WHAT TO PRODUCE: Scan the lines below; pull out those with "Copy".

Stored data:
//! Job model shared by the coordinator and the agents.

use chrono::{DateTime, Utc};
use serde::{Deserialize, Serialize};
use std::collections::HashMap;
use std::fmt;
use std::time::Duration;

use crate::workflow::Node;

/// Lifecycle state of a job.
#[derive(Debug, Clone, Copy, PartialEq, Eq, Hash, Serialize, Deserialize)]
#[serde(rename_all = "snake_case")]
pub enum JobStatus {
    Queued,
    Dispatched,
    Running,
    Retrying,
    Completed,
    Failed,
    Cancelled,
    TimedOut,
}

impl JobStatus {
    pub fn is_terminal(&self) -> bool {
        matches!(
            self,
            JobStatus::Completed | JobStatus::Failed | JobStatus::Cancelled | JobStatus::TimedOut
        )
    }

    pub fn as_str(&self) -> &'static str {
        match self {
            JobStatus::Queued => "queued",
            JobStatus::Dispatched => "dispatched",
            JobStatus::Running => "running",
            JobStatus::Retrying => "retrying",
            JobStatus::Completed => "completed",
            JobStatus::Failed => "failed",
            JobStatus::Cancelled => "cancelled",
            JobStatus::TimedOut => "timed_out",
        }
    }
}

impl fmt::Display for JobStatus {
    fn fmt(&self, f: &mut fmt::Formatter<'_>) -> fmt::Result {
        f.write_str(self.as_str())
    }
}

/// Queue priority. `High` entries always dispatch before `Normal` ones.
#[derive(Debug, Clone, Copy, Default, PartialEq, Eq, Hash, Serialize, Deserialize)]
#[serde(rename_all = "snake_case")]
pub enum Priority {
    #[default]
    Normal,
    High,
}

/// Retry policy for ordinary command failures.
#[derive(Debug, Clone, Copy, Default, PartialEq, Eq, Serialize, Deserialize)]
pub struct RetryPolicy {
    #[serde(default)]
    pub retry_enabled: bool,
    #[serde(default)]
    pub max_retries: u32,
    /// Delay between attempts in seconds. Negative values are treated as zero.
    #[serde(default)]
    pub retry_delay_seconds: i64,
}

impl RetryPolicy {
    /// Total number of attempts this policy allows.
    pub fn max_attempts(&self) -> u32 {
        if self.retry_enabled {
            self.max_retries.saturating_add(1)
        } else {
            1
        }
    }

    pub fn delay(&self) -> Duration {
        Duration::from_secs(self.retry_delay_seconds.max(0) as u64)
    }
}

/// A git checkout step.
#[derive(Debug, Clone, PartialEq, Eq, Serialize, Deserialize)]
pub struct GitCheckout {
    /// Repository URL to clone.
    pub url: String,
    /// Branch to clone.
    #[serde(default)]
    pub branch: Option<String>,
    /// Commit to check out after cloning.
    #[serde(default)]
    pub sha: Option<String>,
    /// Directory to clone into, relative to the job's working directory.
    #[serde(default = "default_checkout_dir")]
    pub target_dir: String,
    /// Clone with `--depth 1`.
    #[serde(default)]
    pub shallow: bool,
    /// Remove the target directory before cloning.
    #[serde(default)]
    pub clean: bool,
}

fn default_checkout_dir() -> String {
    "source".to_string()
}

/// Package managers the dependency step knows how to drive.
#[derive(Debug, Clone, Copy, PartialEq, Eq, Serialize, Deserialize)]
#[serde(rename_all = "snake_case")]
pub enum PackageManager {
    Npm,
    Yarn,
    Pnpm,
    Pip,
    Cargo,
    Go,
    Bundler,
    Composer,
}

/// A dependency installation step.
#[derive(Debug, Clone, PartialEq, Eq, Serialize, Deserialize)]
pub struct DependencyInstall {
    pub manager: PackageManager,
    /// Directory containing the manifest, relative to the working directory.
    #[serde(default)]
    pub directory: Option<String>,
    /// Install exactly what the lockfile says.
    #[serde(default)]
    pub frozen_lockfile: bool,
    /// Requirements file for pip.
    #[serde(default)]
    pub requirements_file: Option<String>,
}

/// What a job runs.
#[derive(Debug, Clone, PartialEq, Eq, Serialize, Deserialize)]
#[serde(tag = "kind", rename_all = "snake_case")]
pub enum JobPayload {
    /// Commands joined and run by a shell.
    Commands { commands: Vec<String> },
    /// A script body run by an interpreter (or a shell).
    Script { body: String },
    /// A structured git checkout.
    Checkout(GitCheckout),
    /// A structured dependency installation.
    Dependencies(DependencyInstall),
}

impl JobPayload {
    pub fn is_structured(&self) -> bool {
        matches!(self, JobPayload::Checkout(_) | JobPayload::Dependencies(_))
    }
}

/// Everything needed to run a job on an agent.
#[derive(Debug, Clone, Serialize, Deserialize)]
pub struct JobSpec {
    pub job_id: String,
    pub project_id: String,
    pub build_number: u64,
    pub payload: JobPayload,
    /// Requested runtime name; `None` means the host's native shell.
    /// Parsed into an `ExecutorKind` by the resolver so unknown names are
    /// reported as a configuration failure instead of a decode error.
    #[serde(default)]
    pub executor: Option<String>,
    #[serde(default)]
    pub environment: HashMap<String, String>,
    #[serde(default)]
    pub working_directory: Option<String>,
    /// Timeout in seconds; zero or absent disables it.
    #[serde(default)]
    pub timeout_seconds: Option<u64>,
    #[serde(flatten)]
    pub retry: RetryPolicy,
    /// Workflow nodes this job was built from, used for credential bindings.
    #[serde(default)]
    pub nodes: Vec<Node>,
}

impl JobSpec {
    pub fn timeout(&self) -> Option<Duration> {
        self.timeout_seconds
            .filter(|secs| *secs > 0)
            .map(Duration::from_secs)
    }
}

/// Coordinator-side record of a job and where it is.
#[derive(Debug, Clone, Serialize)]
pub struct JobRecord {
    pub spec: JobSpec,
    pub agent_id: Option<String>,
    pub status: JobStatus,
    pub attempt: u32,
    pub created_at: DateTime<Utc>,
    pub started_at: Option<DateTime<Utc>>,
    pub finished_at: Option<DateTime<Utc>>,
    pub exit_code: Option<i32>,
}

impl JobRecord {
    pub fn new(spec: JobSpec) -> Self {
        Self {
            spec,
            agent_id: None,
            status: JobStatus::Queued,
            attempt: 0,
            created_at: Utc::now(),
            started_at: None,
            finished_at: None,
            exit_code: None,
        }
    }
}

#[cfg(test)]
mod tests {
    use super::*;

    #[test]
    fn test_max_attempts() {
        let disabled = RetryPolicy {
            retry_enabled: false,
            max_retries: 5,
            retry_delay_seconds: 1,
        };
        assert_eq!(disabled.max_attempts(), 1);

        let enabled = RetryPolicy {
            retry_enabled: true,
            max_retries: 2,
            retry_delay_seconds: 1,
        };
        assert_eq!(enabled.max_attempts(), 3);
    }

    #[test]
    fn test_negative_delay_is_zero() {
        let policy = RetryPolicy {
            retry_enabled: true,
            max_retries: 1,
            retry_delay_seconds: -10,
        };
        assert_eq!(policy.delay(), Duration::ZERO);
    }

    #[test]
    fn test_terminal_states() {
        assert!(JobStatus::Completed.is_terminal());
        assert!(JobStatus::TimedOut.is_terminal());
        assert!(!JobStatus::Retrying.is_terminal());
        assert!(!JobStatus::Queued.is_terminal());
    }

    #[test]
    fn test_zero_timeout_disabled() {
        let spec = JobSpec {
            job_id: "j".into(),
            project_id: "p".into(),
            build_number: 1,
            payload: JobPayload::Commands {
                commands: vec!["true".into()],
            },
            executor: None,
            environment: HashMap::new(),
            working_directory: None,
            timeout_seconds: Some(0),
            retry: RetryPolicy::default(),
            nodes: vec![],
        };
        assert!(spec.timeout().is_none());
    }

    #[test]
    fn test_payload_wire_format() {
        let payload: JobPayload = serde_json::from_str(
            r#"{"kind":"checkout","url":"https://example.com/r.git","shallow":true}"#,
        )
        .unwrap();
        match payload {
            JobPayload::Checkout(checkout) => {
                assert!(checkout.shallow);
                assert_eq!(checkout.target_dir, "source");
            }
            other => panic!("unexpected payload {:?}", other),
        }
    }
}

WRITTEN RESPONSE:
#[derive(Debug, Clone, Copy, PartialEq, Eq, Hash, Serialize, Deserialize)]
#[derive(Debug, Clone, Copy, Default, PartialEq, Eq, Hash, Serialize, Deserialize)]
#[derive(Debug, Clone, Copy, Default, PartialEq, Eq, Serialize, Deserialize)]
#[derive(Debug, Clone, Copy, PartialEq, Eq, Serialize, Deserialize)]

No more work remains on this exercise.